_YOUR OBJECTIVE_
Read the listing and extract each line that includes the word "holding".

_INPUT DATA_
=-=-=-=-=
// Copyright 2025 Burrow Contributors
//
// Licensed under the Apache License, Version 2.0 (the "License");
// you may not use this file except in compliance with the License.
// You may obtain a copy of the License at
//
//     http://www.apache.org/licenses/LICENSE-2.0
//
// Unless required by applicable law or agreed to in writing, software
// distributed under the License is distributed on an "AS IS" BASIS,
// WITHOUT WARRANTIES OR CONDITIONS OF ANY KIND, either express or implied.
// See the License for the specific language governing permissions and
// limitations under the License.
//
// SPDX-License-Identifier: Apache-2.0

//! `MongoDB`-backed position store and failure spool.
//!
//! Both live in the watched database by default, next to the data:
//!
//! ```text
//! burrow_positions  { _id: <collection>, lastPosition, observedAt, description? }
//! burrow_spool      { _id: ObjectId, target, payload, failureReason, createdAt, attempts }
//! ```
//!
//! # Example
//!
//! ```rust,no_run
//! use burrow_stores::mongo::{MongoPositionStore, MongoSpool, MongoStoreConfig};
//!
//! # async fn example() -> Result<(), Box<dyn std::error::Error>> {
//! let config = MongoStoreConfig::builder()
//!     .connection_string("mongodb://localhost:27017/shop?replicaSet=rs0")
//!     .build()?;
//!
//! let database = config.connect().await?;
//! let positions = MongoPositionStore::from_database(&database, &config);
//! let spool = MongoSpool::from_database(&database, &config).await?;
//! # let _ = (positions, spool);
//! # Ok(())
//! # }
//! ```

use async_trait::async_trait;
use bson::{doc, oid::ObjectId, spec::BinarySubtype, Binary, Bson, Document};
use burrow_core::destination::{DeliverablePayload, DestinationTarget};
use burrow_core::spool::{FailureSpool, SpoolError, SpooledMessage};
use burrow_core::state::{PositionRecord, PositionStore, StateStoreError};
use futures::TryStreamExt;
use mongodb::{Client, Collection, Database, IndexModel};
use std::collections::HashMap;
use tracing::{debug, error, trace};

/// Default collection for positions.
pub const DEFAULT_POSITIONS_COLLECTION: &str = "burrow_positions";

/// Default collection for spooled messages.
pub const DEFAULT_SPOOL_COLLECTION: &str = "burrow_spool";

/// Where the stores keep their documents.
#[derive(Debug, Clone)]
pub struct MongoStoreConfig {
    /// Connection string.
    pub connection_string: String,
    /// Database; defaults to the connection string's database.
    pub database: Option<String>,
    /// Collection holding one position per watched collection.
    pub positions_collection: String,
    /// Collection holding spooled messages.
    pub spool_collection: String,
}

impl MongoStoreConfig {
    /// Starts a builder.
    #[must_use]
    pub fn builder() -> MongoStoreConfigBuilder {
        MongoStoreConfigBuilder::default()
    }

    /// Connects and pings the configured database.
    ///
    /// # Errors
    ///
    /// Returns [`StateStoreError::Configuration`] if no database is named and
    /// the connection string has none, or [`StateStoreError::Connection`] if
    /// the server is unreachable.
    pub async fn connect(&self) -> Result<Database, StateStoreError> {
        let client = Client::with_uri_str(&self.connection_string)
            .await
            .map_err(|e| StateStoreError::Connection(e.to_string()))?;

        let database = match &self.database {
            Some(name) => client.database(name),
            None => client.default_database().ok_or_else(|| {
                StateStoreError::Configuration(
                    "connection string has no default database".to_string(),
                )
            })?,
        };

        database
            .run_command(doc! { "ping": 1 })
            .await
            .map_err(|e| StateStoreError::Connection(e.to_string()))?;

        debug!(database = %database.name(), "Connected store database");
        Ok(database)
    }
}

/// Builder for [`MongoStoreConfig`].
#[derive(Debug, Default)]
pub struct MongoStoreConfigBuilder {
    connection_string: Option<String>,
    database: Option<String>,
    positions_collection: Option<String>,
    spool_collection: Option<String>,
}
=-=-=-=-=
_WRITTEN SOLUTION_
    /// Collection holding one position per watched collection.
    /// Collection holding spooled messages.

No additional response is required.